Her patronages with NSPCC and Childline: “When Esther Rantzen launched Childline in 1986, I was watching the television. It struck me immediately as a brilliant response to a problem that I had no idea was so big. I was shocked by the number of children being abused in this country, coupled with the realisation that they had nowhere to turn for help. I was so impressed with what Childline was attempting to do. But I could not have imagined that, 19 years later, Esther would ask me to become patron.”

Taking the NSPCC patronage from The Queen: “This was the first patronage that Her Majesty asked me to take on and I accepted the honour immediately. The NSPCC is one of the UK’s most well-known and respected children’s charities and its name has been familiar to me for as long as I can remember.
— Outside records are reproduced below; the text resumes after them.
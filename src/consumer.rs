//! Batch queue consumer with dead-letter routing.
//!
//! One [`QueueConsumer::run_cycle`] call drains one batch from the work
//! queue. Every message gets exactly one attempt: on success it is deleted;
//! on any decode or dispatch failure a dead-letter record is published,
//! the original is deleted anyway, and a best-effort failure note is
//! written to the ledger. A message is never left in place for in-queue
//! retry — failures are terminal from the work queue's perspective, and
//! the dead-letter queue is where they go for inspection or replay.
//!
//! After the batch is drained the cycle logs both outcome lists and, if
//! anything failed, surfaces [`RelayError::CycleFailed`] so the invoking
//! scheduler can alert — the individual messages were still all handled.

use base64::prelude::*;
use serde::{Deserialize, Serialize};
use std::sync::Arc;
use std::time::Duration;
use tracing::{error, info, warn};

use crate::error::{RelayError, Result};
use crate::event::decode_event;
use crate::ledger::Ledger;
use crate::queue::{MessageQueue, ReceivedMessage};
use crate::worker::{IngestRequest, IngestionWorker};

/// Record published to the dead-letter queue, base64-encoded JSON. The
/// `content` field carries the original base64 body untouched so the
/// message can be replayed as-is.
#[derive(Debug, Serialize, Deserialize)]
pub struct DeadLetterRecord {
    pub original_id: String,
    pub content: String,
    pub bloburl: String,
}

/// Per-cycle outcome lists, by blob URL.
#[derive(Debug, Default)]
pub struct CycleSummary {
    pub succeeded: Vec<String>,
    pub failed: Vec<(String, String)>,
}

pub struct QueueConsumer {
    work_queue: Arc<dyn MessageQueue>,
    deadletter_queue: Arc<dyn MessageQueue>,
    worker: IngestionWorker,
    /// Status store for best-effort failure notes; notes are skipped when
    /// absent and their own write failures are only logged.
    ledger: Option<Ledger>,
    batch_size: usize,
    visibility_timeout: Duration,
}

impl QueueConsumer {
    pub fn new(
        work_queue: Arc<dyn MessageQueue>,
        deadletter_queue: Arc<dyn MessageQueue>,
        worker: IngestionWorker,
        ledger: Option<Ledger>,
        batch_size: usize,
        visibility_timeout: Duration,
    ) -> Self {
        Self {
            work_queue,
            deadletter_queue,
            worker,
            ledger,
            batch_size,
            visibility_timeout,
        }
    }

    /// Poll one batch and terminally handle every message in it.
    pub async fn run_cycle(&self) -> Result<CycleSummary> {
        info!("Fetching messages from the queue");
        let messages = self
            .work_queue
            .receive(self.batch_size, self.visibility_timeout)
            .await?;

        let total = messages.len();
        let mut summary = CycleSummary::default();

        for message in &messages {
            info!(id = %message.id, "Processing message");
            match self.process_message(message).await {
                Ok(blob_url) => {
                    self.work_queue.delete(message).await?;
                    info!(id = %message.id, "Message processed and deleted");
                    summary.succeeded.push(blob_url);
                }
                Err((blob_url, e)) => {
                    error!(id = %message.id, error = %e, "Failed to process message");
                    self.deadletter(message, &blob_url).await?;
                    self.work_queue.delete(message).await?;
                    self.note_failure(&blob_url, &e).await;
                    summary.failed.push((blob_url, e.to_string()));
                }
            }
        }

        if !summary.succeeded.is_empty() {
            info!(bloburls = ?summary.succeeded, "Successfully processed blob URLs");
        }
        if !summary.failed.is_empty() {
            error!(failures = ?summary.failed, "Failed to process blob URLs");
            return Err(RelayError::CycleFailed {
                failed: summary.failed.len(),
                total,
            });
        }

        info!("All messages processed successfully");
        Ok(summary)
    }

    /// Decode and dispatch one message. The error side carries the blob URL
    /// when decoding got far enough to learn it.
    async fn process_message(
        &self,
        message: &ReceivedMessage,
    ) -> std::result::Result<String, (String, RelayError)> {
        let event = decode_event(&message.body).map_err(|e| (String::new(), e))?;
        info!(blob_url = %event.blob_url, event_type = %event.event_type, "Decoded event");

        let request = IngestRequest {
            action: event.action,
            blob_url: event.blob_url.clone(),
            category: event.category.clone(),
        };
        self.worker
            .handle(&request)
            .await
            .map_err(|e| (event.blob_url.clone(), e))?;
        Ok(event.blob_url)
    }

    async fn deadletter(&self, message: &ReceivedMessage, blob_url: &str) -> Result<()> {
        let record = DeadLetterRecord {
            original_id: message.id.clone(),
            content: message.body.clone(),
            bloburl: blob_url.to_string(),
        };
        let body = BASE64_STANDARD.encode(serde_json::to_string(&record)?);
        self.deadletter_queue.send(&body).await?;
        error!(id = %message.id, "Message sent to dead-letter queue");
        Ok(())
    }

    /// Best-effort ledger note. A dead-lettered message is already
    /// terminally handled, so a failure here must never escalate.
    async fn note_failure(&self, blob_url: &str, e: &RelayError) {
        let Some(ref ledger) = self.ledger else {
            return;
        };
        let note = format!("Failure: {}", e);
        if let Err(note_err) = ledger.record_failure_note(blob_url, &note).await {
            warn!(blob_url, error = %note_err, "Failed to record failure note");
        }
    }
}
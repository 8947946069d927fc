//! External indexing routine abstraction.
//!
//! The chunking/embedding/indexing of document content happens outside this
//! crate. [`DocumentIndexer`] captures the call contract the relay needs:
//! index one resolved file (returning the chunk ids and page count for the
//! ledger), de-index one file, or de-index everything.
//!
//! Two implementations ship here:
//! - **[`HttpIndexer`]** — posts to the document-processing service.
//! - **[`DisabledIndexer`]** — returns errors; used when no indexer is
//!   configured so that misconfiguration surfaces loudly instead of
//!   silently committing ledger rows for unindexed files.
//!
//! The indexing routine must tolerate duplicate invocation: delivery is
//! at-least-once, and a message re-appearing after a visibility timeout
//! replays the same call.

use async_trait::async_trait;
use serde_json::json;
use std::time::Duration;

use crate::config::IndexerConfig;
use crate::error::{RelayError, Result};
use crate::models::{FileHandle, IndexReceipt};

#[async_trait]
pub trait DocumentIndexer: Send + Sync {
    /// Index one resolved file, returning the produced chunk ids and pages.
    async fn index_file(&self, file: &FileHandle, category: Option<&str>) -> Result<IndexReceipt>;

    /// De-index every chunk belonging to `sourcefile`.
    async fn remove_file(&self, sourcefile: &str) -> Result<()>;

    /// De-index all content.
    async fn remove_all(&self) -> Result<()>;
}

/// Instantiate the indexer implementation selected by the config.
pub fn create_indexer(config: &IndexerConfig) -> Result<Box<dyn DocumentIndexer>> {
    match config.provider.as_str() {
        "http" => {
            let endpoint = config.endpoint.clone().ok_or_else(|| {
                RelayError::Processing("http indexer requires an endpoint".to_string())
            })?;
            Ok(Box::new(HttpIndexer::new(
                endpoint,
                Duration::from_secs(config.timeout_secs),
            )))
        }
        "disabled" => Ok(Box::new(DisabledIndexer)),
        other => Err(RelayError::Processing(format!(
            "unknown indexer provider: '{}'",
            other
        ))),
    }
}

// ============ Disabled Indexer ============

/// A no-op indexer that always returns errors.
pub struct DisabledIndexer;

#[async_trait]
impl DocumentIndexer for DisabledIndexer {
    async fn index_file(&self, _file: &FileHandle, _category: Option<&str>) -> Result<IndexReceipt> {
        Err(RelayError::Processing("indexer is disabled".to_string()))
    }

    async fn remove_file(&self, _sourcefile: &str) -> Result<()> {
        Err(RelayError::Processing("indexer is disabled".to_string()))
    }

    async fn remove_all(&self) -> Result<()> {
        Err(RelayError::Processing("indexer is disabled".to_string()))
    }
}

// ============ HTTP Indexer ============

/// Calls the document-processing service over HTTP.
pub struct HttpIndexer {
    endpoint: String,
    client: reqwest::Client,
}

impl HttpIndexer {
    pub fn new(endpoint: String, timeout: Duration) -> Self {
        let client = reqwest::Client::builder()
            .timeout(timeout)
            .build()
            .unwrap_or_default();
        Self { endpoint, client }
    }

    async fn post(&self, body: serde_json::Value) -> Result<reqwest::Response> {
        let resp = self
            .client
            .post(&self.endpoint)
            .json(&body)
            .send()
            .await
            .map_err(|e| RelayError::Processing(e.to_string()))?;
        if !resp.status().is_success() {
            return Err(RelayError::Processing(format!(
                "indexing service returned HTTP {}",
                resp.status()
            )));
        }
        Ok(resp)
    }
}

#[async_trait]
impl DocumentIndexer for HttpIndexer {
    async fn index_file(&self, file: &FileHandle, category: Option<&str>) -> Result<IndexReceipt> {
        let resp = self
            .post(json!({
                "action": "add",
                "name": file.name,
                "path": file.path.to_string_lossy(),
                "bloburl": file.source_url,
                "category": category,
                "acl_users": file.acl.users,
                "acl_groups": file.acl.groups,
            }))
            .await?;
        resp.json::<IndexReceipt>()
            .await
            .map_err(|e| RelayError::Processing(format!("invalid indexer response: {}", e)))
    }

    async fn remove_file(&self, sourcefile: &str) -> Result<()> {
        self.post(json!({ "action": "remove", "sourcefile": sourcefile }))
            .await?;
        Ok(())
    }

    async fn remove_all(&self) -> Result<()> {
        self.post(json!({ "action": "removeall" })).await?;
        Ok(())
    }
}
I am proud that I can support the work being done to prevent child abuse and neglect, and support those who do not have adults that protect them.”

Helping her children Louise, 16, and James, 12, navigate social media in the future. “At the moment, my children aren’t into social media, however, it is here to stay, so it’s important for them to understand it and for us to equip them with the tools to navigate it successfully. Again, I think openness is one way families can support their teenagers. If children feel they can discuss issues and worries with their parents, without fear of them, or their friends, being judged, this may give opportunity to help them with what can be a complex and very pressured area. It’s so important that young people have adults in their lives who support and affirm them. Particularly when the virtual world can be, at times, unkind. Young people need to know they can trust someone with a problem, be that a person directly involved in their life or, of course, Childline is always there for them.”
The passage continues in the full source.